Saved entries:

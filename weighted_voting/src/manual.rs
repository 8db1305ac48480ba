/*!

This is the long-form manual for `weighted_voting` and `wpick`.

## Configuration file

The options are read from a JSON file (`food.json` by default). Every key of the top-level
object is an option, in the order it is written, with the following exceptions:
* keys that contain `//` are comments and are ignored
* keys that start with `_` are settings

The value attached to an option is not used.

```json
{
    "// Options, numbered from 0": "",
    "72": "",
    "Ramen": "",
    "Tacos": "",
    "_max_choices": 3
}
```

### Settings

* `_max_choices` (required) the maximum number of indices in one ballot. It may be written as a
  number or as a string containing a number.
* `_shortcut` (optional) an object `{"command": "-72", "option": 0, "count": 3}`. Typing the
  command closes the vote with a single ballot containing `count` times the given option.
  When missing, the values above are used.
* `_random_seed` (optional) a number. When set, the same ballots always give the same
  candidates.

## Voting

Each voter types the indices of the options, separated by spaces, for example `1 1 2`.
Repeating an index gives more weight to that option. The following commands are also
available:
* `-1` close the vote
* `-t` show the table of options again
* `-r` restart the vote from scratch
* `-z` cancel the last ballot
* the shortcut command (by default `-72`)

When the vote is closed, all the indices are merged together and up to 3 distinct candidates
are drawn at random. An option is drawn with a probability proportional to its number of
votes. If nobody voted, every option has the same chance.

*/
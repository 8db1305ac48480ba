use log::debug;

use crate::catalog::OptionCatalog;
use crate::config::*;

/// The ballots collected so far in an interactive vote.
///
/// ```
/// use weighted_voting::{Ballot, OptionCatalog, Session};
///
/// let catalog = OptionCatalog::new(&["Anna".to_string(), "Bob".to_string()], 3);
/// let mut session = Session::new();
/// session.submit(&catalog, Ballot::new(&[0, 0, 1]))?;
/// assert_eq!(session.voter_number(), 2);
///
/// # Ok::<(), weighted_voting::BallotError>(())
/// ```
#[derive(Eq, PartialEq, Debug, Clone, Default)]
pub struct Session {
    ballots: Vec<Ballot>,
    // Set when the last input was rejected.
    error_flag: bool,
}

impl Session {
    pub fn new() -> Session {
        Session::default()
    }

    /// Validates the ballot and keeps it if it is correct.
    ///
    /// A rejected ballot leaves the history untouched and raises the error flag.
    pub fn submit(&mut self, catalog: &OptionCatalog, ballot: Ballot) -> Result<(), BallotError> {
        if let Err(e) = catalog.validate_ballot(&ballot) {
            debug!("submit: rejected ballot {:?}: {}", ballot.choices, e);
            self.error_flag = true;
            return Err(e);
        }
        debug!(
            "submit: voter #{} ballot {:?}",
            self.voter_number(),
            ballot.choices
        );
        self.ballots.push(ballot);
        self.error_flag = false;
        Ok(())
    }

    /// Removes the last accepted ballot. Nothing happens if there is none.
    pub fn undo(&mut self) -> Option<Ballot> {
        let res = self.ballots.pop();
        debug!("undo: removed {:?}", res);
        res
    }

    pub fn reset(&mut self) {
        self.ballots.clear();
        self.error_flag = false;
    }

    /// Replaces the whole history with a single ballot, bypassing the validation.
    pub fn force(&mut self, ballot: Ballot) {
        self.ballots = vec![ballot];
        self.error_flag = false;
    }

    /// The number of the next voter. It starts at 1.
    pub fn voter_number(&self) -> usize {
        self.ballots.len() + 1
    }

    pub fn num_voters(&self) -> usize {
        self.ballots.len()
    }

    pub fn ballots(&self) -> &[Ballot] {
        &self.ballots
    }

    pub fn set_error_flag(&mut self) {
        self.error_flag = true;
    }

    pub fn clear_error_flag(&mut self) {
        self.error_flag = false;
    }

    /// Returns the error flag and lowers it.
    pub fn take_error_flag(&mut self) -> bool {
        std::mem::take(&mut self.error_flag)
    }
}
use log::debug;

use crate::config::*;

/// Marker for the keys that are used as comments in the configuration.
pub const COMMENT_MARKER: &str = "//";
/// Prefix of the keys that hold settings instead of options.
pub const RESERVED_PREFIX: char = '_';

/// The fixed set of options for a vote, and the limit on the number of choices per voter.
///
/// ```
/// use weighted_voting::{Ballot, OptionCatalog};
///
/// let catalog = OptionCatalog::new(&["Ramen".to_string(), "Tacos".to_string()], 2);
/// assert!(catalog.validate_ballot(&Ballot::new(&[0, 1])).is_ok());
/// assert!(catalog.validate_ballot(&Ballot::new(&[0, 1, 1])).is_err());
/// ```
#[derive(Eq, PartialEq, Debug, Clone)]
pub struct OptionCatalog {
    options: Vec<VoteOption>,
    max_choices: usize,
}

impl OptionCatalog {
    pub fn new(names: &[String], max_choices: usize) -> OptionCatalog {
        let options = names
            .iter()
            .enumerate()
            .map(|(index, name)| VoteOption {
                index,
                name: name.clone(),
            })
            .collect();
        OptionCatalog {
            options,
            max_choices,
        }
    }

    /// Builds a catalog from the keys of a configuration document, in declaration order.
    ///
    /// Reserved keys (starting with `_`) and comments (containing `//`) are skipped.
    pub fn from_entries<'a, I>(keys: I, max_choices: usize) -> OptionCatalog
    where
        I: IntoIterator<Item = &'a str>,
    {
        let names: Vec<String> = keys
            .into_iter()
            .filter(|k| is_option_key(k))
            .map(|k| k.to_string())
            .collect();
        debug!("from_entries: options: {:?}", names);
        OptionCatalog::new(&names, max_choices)
    }

    /// All the options as `(index, name)` pairs, in index order.
    pub fn describe_all(&self) -> impl Iterator<Item = (usize, &str)> + '_ {
        self.options.iter().map(|o| (o.index, o.name.as_str()))
    }

    pub fn options(&self) -> &[VoteOption] {
        &self.options
    }

    pub fn name(&self, index: usize) -> Option<&str> {
        self.options.get(index).map(|o| o.name.as_str())
    }

    pub fn len(&self) -> usize {
        self.options.len()
    }

    pub fn is_empty(&self) -> bool {
        self.options.is_empty()
    }

    pub fn max_choices(&self) -> usize {
        self.max_choices
    }

    /// Overwrites the limit for all the ballots validated from now on.
    pub fn set_max_choices(&mut self, max_choices: usize) {
        debug!(
            "set_max_choices: {} -> {}",
            self.max_choices, max_choices
        );
        self.max_choices = max_choices;
    }

    /// Checks a ballot against the limit, then against the known indices.
    ///
    /// The first index that does not exist is reported.
    pub fn validate_ballot(&self, ballot: &Ballot) -> Result<(), BallotError> {
        if ballot.len() > self.max_choices {
            return Err(BallotError::TooManyChoices {
                num_choices: ballot.len(),
                max_choices: self.max_choices,
            });
        }
        for &index in ballot.choices.iter() {
            if self.checked_index(index).is_none() {
                return Err(BallotError::UnknownOption { index });
            }
        }
        Ok(())
    }

    pub(crate) fn checked_index(&self, index: i64) -> Option<usize> {
        usize::try_from(index).ok().filter(|idx| *idx < self.len())
    }
}

fn is_option_key(key: &str) -> bool {
    !key.contains(COMMENT_MARKER) && !key.starts_with(RESERVED_PREFIX)
}
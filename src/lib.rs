//! Blogdex-Crawl: content discovery and title extraction
//!
//! This crate finds the publishable articles on an external site (through its
//! sitemap, a homepage crawl, or a platform listing API) and extracts a clean
//! title for each one, politely and in bounded batches.

pub mod config;
pub mod crawler;
pub mod output;
pub mod state;
pub mod url;

use thiserror::Error;

/// Main error type for Blogdex-Crawl operations
///
/// Network and parse failures on individual documents never surface here;
/// they are recovered inside the crawler components.
#[derive(Debug, Error)]
pub enum HarvestError {
    #[error("Configuration error: {0}")]
    Config(#[from] ConfigError),

    #[error("URL error: {0}")]
    Url(#[from] UrlError),

    #[error("HTTP client error: {0}")]
    HttpClient(#[from] reqwest::Error),

    #[error("Invalid crawl target: {0}")]
    InvalidTarget(String),

    #[error("No discoverable content at {target}")]
    NoContentFound { target: String },

    #[error("Invalid state transition: {from:?} -> {to:?}")]
    InvalidTransition {
        from: state::DiscoveryState,
        to: state::DiscoveryState,
    },

    #[error("JSON error: {0}")]
    Json(#[from] serde_json::Error),
}

/// Configuration-specific errors
#[derive(Debug, Error)]
pub enum ConfigError {
    #[error("Failed to read config file: {0}")]
    Io(#[from] std::io::Error),

    #[error("Failed to parse TOML: {0}")]
    Parse(#[from] toml::de::Error),

    #[error("Validation error: {0}")]
    Validation(String),

    #[error("Invalid URL in config: {0}")]
    InvalidUrl(String),

    #[error("Invalid domain pattern: {0}")]
    InvalidPattern(String),
}

/// URL-specific errors
#[derive(Debug, Error)]
pub enum UrlError {
    #[error("Failed to parse URL: {0}")]
    Parse(String),

    #[error("Invalid URL scheme: {0}")]
    InvalidScheme(String),

    #[error("Missing domain in URL")]
    MissingDomain,
}

/// Result type alias for Blogdex-Crawl operations
pub type Result<T> = std::result::Result<T, HarvestError>;

/// Result type alias for configuration operations
pub type ConfigResult<T> = std::result::Result<T, ConfigError>;

/// Result type alias for URL operations
pub type UrlResult<T> = std::result::Result<T, UrlError>;

// Re-export commonly used types
pub use config::Config;
pub use crawler::{CrawlTarget, Harvester, PlatformHint};
pub use output::{ExtractedTitle, HarvestReport};
pub use state::DiscoveryState;
pub use url::{extract_domain, normalize_url};
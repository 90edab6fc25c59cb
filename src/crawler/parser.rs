//! HTML link extraction
//!
//! This module parses fetched pages for the homepage crawler and returns the
//! links worth following, already resolved to absolute URLs.

use scraper::{Html, Selector};
use url::Url;

/// Extracts all followable links from an HTML document
///
/// # Link Extraction Rules
///
/// **Include:**
/// - `<a href="...">` anywhere in the document
/// - `<link rel="canonical" href="...">`
///
/// **Exclude:**
/// - `<a href="..." download>`
/// - `javascript:`, `mailto:`, `tel:` links
/// - Data URIs
/// - Fragment-only links
/// - Anything that does not resolve to HTTP(S)
///
/// Links are returned in document order; duplicates are left to the caller.
///
/// # Example
///
/// ```
/// use blogdex_crawl::crawler::extract_links;
/// use url::Url;
///
/// let html = r#"<html><body><a href="/post/1">One</a><a href="mailto:x@y.z">Mail</a></body></html>"#;
/// let base_url = Url::parse("https://example.com/").unwrap();
/// let links = extract_links(html, &base_url);
/// assert_eq!(links.len(), 1);
/// assert_eq!(links[0].as_str(), "https://example.com/post/1");
/// ```
pub fn extract_links(html: &str, base_url: &Url) -> Vec<Url> {
    let document = Html::parse_document(html);
    let mut links = Vec::new();

    if let Ok(a_selector) = Selector::parse("a[href]") {
        for element in document.select(&a_selector) {
            if element.value().attr("download").is_some() {
                continue;
            }

            if let Some(href) = element.value().attr("href") {
                if let Some(absolute_url) = resolve_link(href, base_url) {
                    links.push(absolute_url);
                }
            }
        }
    }

    if let Ok(canonical_selector) = Selector::parse("link[rel='canonical'][href]") {
        for element in document.select(&canonical_selector) {
            if let Some(href) = element.value().attr("href") {
                if let Some(absolute_url) = resolve_link(href, base_url) {
                    links.push(absolute_url);
                }
            }
        }
    }

    links
}

/// Resolves a link href to an absolute URL and validates it
fn resolve_link(href: &str, base_url: &Url) -> Option<Url> {
    let href = href.trim();

    if href.is_empty() || href.starts_with('#') {
        return None;
    }

    let lower = href.to_ascii_lowercase();
    if lower.starts_with("javascript:")
        || lower.starts_with("mailto:")
        || lower.starts_with("tel:")
        || lower.starts_with("data:")
    {
        return None;
    }

    let absolute_url = base_url.join(href).ok()?;
    match absolute_url.scheme() {
        "http" | "https" => Some(absolute_url),
        _ => None,
    }
}
//! Batch scheduler for concurrent fetches
//!
//! This module handles:
//! - Splitting URL lists into fixed-width batches
//! - Issuing every fetch of a batch concurrently and waiting for all of them
//! - The politeness pause between batches
//! - Cooperative cancellation checked between batches
//!
//! Peak concurrency is bounded by the batch width regardless of how many URLs
//! are queued.

use crate::config::CrawlerConfig;
use crate::crawler::fetcher::{FetchError, Fetcher};
use futures::future::join_all;
use std::sync::atomic::{AtomicBool, Ordering};
use std::sync::Arc;
use std::time::Duration;

/// Shared flag asking a run to stop at the next batch boundary
#[derive(Debug, Clone, Default)]
pub struct CancelFlag(Arc<AtomicBool>);

impl CancelFlag {
    /// Creates an unset flag
    pub fn new() -> Self {
        Self::default()
    }

    /// Requests cancellation
    pub fn cancel(&self) {
        self.0.store(true, Ordering::SeqCst);
    }

    /// Returns true once cancellation was requested
    pub fn is_cancelled(&self) -> bool {
        self.0.load(Ordering::SeqCst)
    }
}

/// Result of one fetch inside a batch
#[derive(Debug)]
pub struct BatchOutcome {
    /// The URL that was requested
    pub url: String,

    /// Body on success, the classified failure otherwise
    pub result: Result<String, FetchError>,
}

/// Fixed-width batch pool
///
/// Within a batch all fetches run concurrently; the scheduler waits for the
/// whole batch (each fetch succeeding or failing independently) before the
/// caller moves on.
#[derive(Debug, Clone)]
pub struct BatchScheduler {
    width: usize,
    delay: Duration,
    cancel: CancelFlag,
}

impl BatchScheduler {
    /// Creates a scheduler
    ///
    /// A width of zero is treated as one.
    pub fn new(width: usize, delay: Duration, cancel: CancelFlag) -> Self {
        Self {
            width: width.max(1),
            delay,
            cancel,
        }
    }

    /// Creates a scheduler from crawler configuration
    pub fn from_config(config: &CrawlerConfig, cancel: CancelFlag) -> Self {
        Self::new(
            config.batch_width,
            Duration::from_millis(config.batch_delay_ms),
            cancel,
        )
    }

    /// Number of fetches issued concurrently per batch
    pub fn width(&self) -> usize {
        self.width
    }

    /// Returns true once the run was asked to stop
    pub fn is_cancelled(&self) -> bool {
        self.cancel.is_cancelled()
    }

    /// Fetches one batch concurrently
    ///
    /// The returned outcomes are in the same order as `urls`, whichever fetch
    /// finished first.
    pub async fn fetch_batch(&self, fetcher: &Fetcher, urls: &[String]) -> Vec<BatchOutcome> {
        debug_assert!(urls.len() <= self.width, "batch wider than scheduler");

        let results = join_all(urls.iter().map(|url| fetcher.fetch(url))).await;

        let outcomes: Vec<BatchOutcome> = urls
            .iter()
            .cloned()
            .zip(results)
            .map(|(url, result)| BatchOutcome { url, result })
            .collect();

        let failed = outcomes.iter().filter(|o| o.result.is_err()).count();
        tracing::trace!(
            "Batch of {} finished: {} ok, {} failed",
            outcomes.len(),
            outcomes.len() - failed,
            failed
        );

        outcomes
    }

    /// Sleeps for the politeness delay between batches
    pub async fn throttle(&self) {
        if !self.delay.is_zero() {
            tokio::time::sleep(self.delay).await;
        }
    }
}
//! URL handling module for Blogdex-Crawl
//!
//! This module provides URL normalization, domain extraction, wildcard host
//! matching, and the candidate filter shared by every discovery strategy.

mod domain;
mod filter;
mod matcher;
mod normalize;

// Re-export main functions
pub use domain::{extract_domain, is_same_site, site_key};
pub use filter::UrlFilter;
pub use matcher::matches_wildcard;
pub use normalize::{normalize_url, strip_query_and_fragment};

/// Checks a host against a list of host patterns
///
/// Each pattern is either an exact host or a `*.`-prefixed wildcard (see
/// [`matches_wildcard`]). The host is lowercased before matching.
///
/// # Examples
///
/// ```
/// use blogdex_crawl::url::matches_any_host;
///
/// let hosts = vec!["blog.naver.com".to_string(), "*.tistory.com".to_string()];
/// assert!(matches_any_host("blog.naver.com", &hosts));
/// assert!(matches_any_host("someone.tistory.com", &hosts));
/// assert!(!matches_any_host("example.com", &hosts));
/// ```
pub fn matches_any_host(host: &str, patterns: &[String]) -> bool {
    let host = host.to_lowercase();
    patterns
        .iter()
        .any(|pattern| matches_wildcard(&pattern.to_lowercase(), &host))
}
//! Crawler module for content discovery and title extraction
//!
//! This module contains the core harvesting logic, including:
//! - HTTP fetching with timeouts and bounded redirects
//! - Batch scheduling with throttling and cancellation
//! - Sitemap resolution, homepage crawling and the platform listing crawler
//! - Title extraction and overall run coordination

mod candidates;
mod coordinator;
mod extractor;
mod fetcher;
mod homepage;
mod parser;
mod platform;
mod scheduler;
mod sitemap;
mod target;

pub use candidates::{CandidateSet, CandidateUrl, DiscoverySource, DiscoveryStrategy};
pub use coordinator::{harvest, Harvester};
pub use extractor::{clean_title, decode_entities, TitleExtractor, TitleMatcher};
pub use fetcher::{build_http_client, FetchError, Fetcher};
pub use homepage::HomepageCrawler;
pub use parser::extract_links;
pub use platform::{
    decode_title, extract_blog_id, parse_listing, sanitize_payload, ListingEntry, ListingPage,
    PayloadError, PlatformCrawler, PlatformHarvest, Scalar,
};
pub use scheduler::{BatchOutcome, BatchScheduler, CancelFlag};
pub use sitemap::{
    extract_locs, has_xml_declaration, is_sitemap_index, select_children, SitemapResolver,
};
pub use target::{CrawlTarget, PlatformHint};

What you need to do
Once the line with "and are ignored" is found in the records above, print exactly that line and every line after it through the line with "the shortcut command".

Written response
* keys that contain `//` are comments and are ignored
* keys that start with `_` are settings

The value attached to an option is not used.

```json
{
    "// Options, numbered from 0": "",
    "72": "",
    "Ramen": "",
    "Tacos": "",
    "_max_choices": 3
}
```

### Settings

* `_max_choices` (required) the maximum number of indices in one ballot. It may be written as a
  number or as a string containing a number.
* `_shortcut` (optional) an object `{"command": "-72", "option": 0, "count": 3}`. Typing the
  command closes the vote with a single ballot containing `count` times the given option.
  When missing, the values above are used.
* `_random_seed` (optional) a number. When set, the same ballots always give the same
  candidates.

## Voting

Each voter types the indices of the options, separated by spaces, for example `1 1 2`.
Repeating an index gives more weight to that option. The following commands are also
available:
* `-1` close the vote
* `-t` show the table of options again
* `-r` restart the vote from scratch
* `-z` cancel the last ballot
* the shortcut command (by default `-72`)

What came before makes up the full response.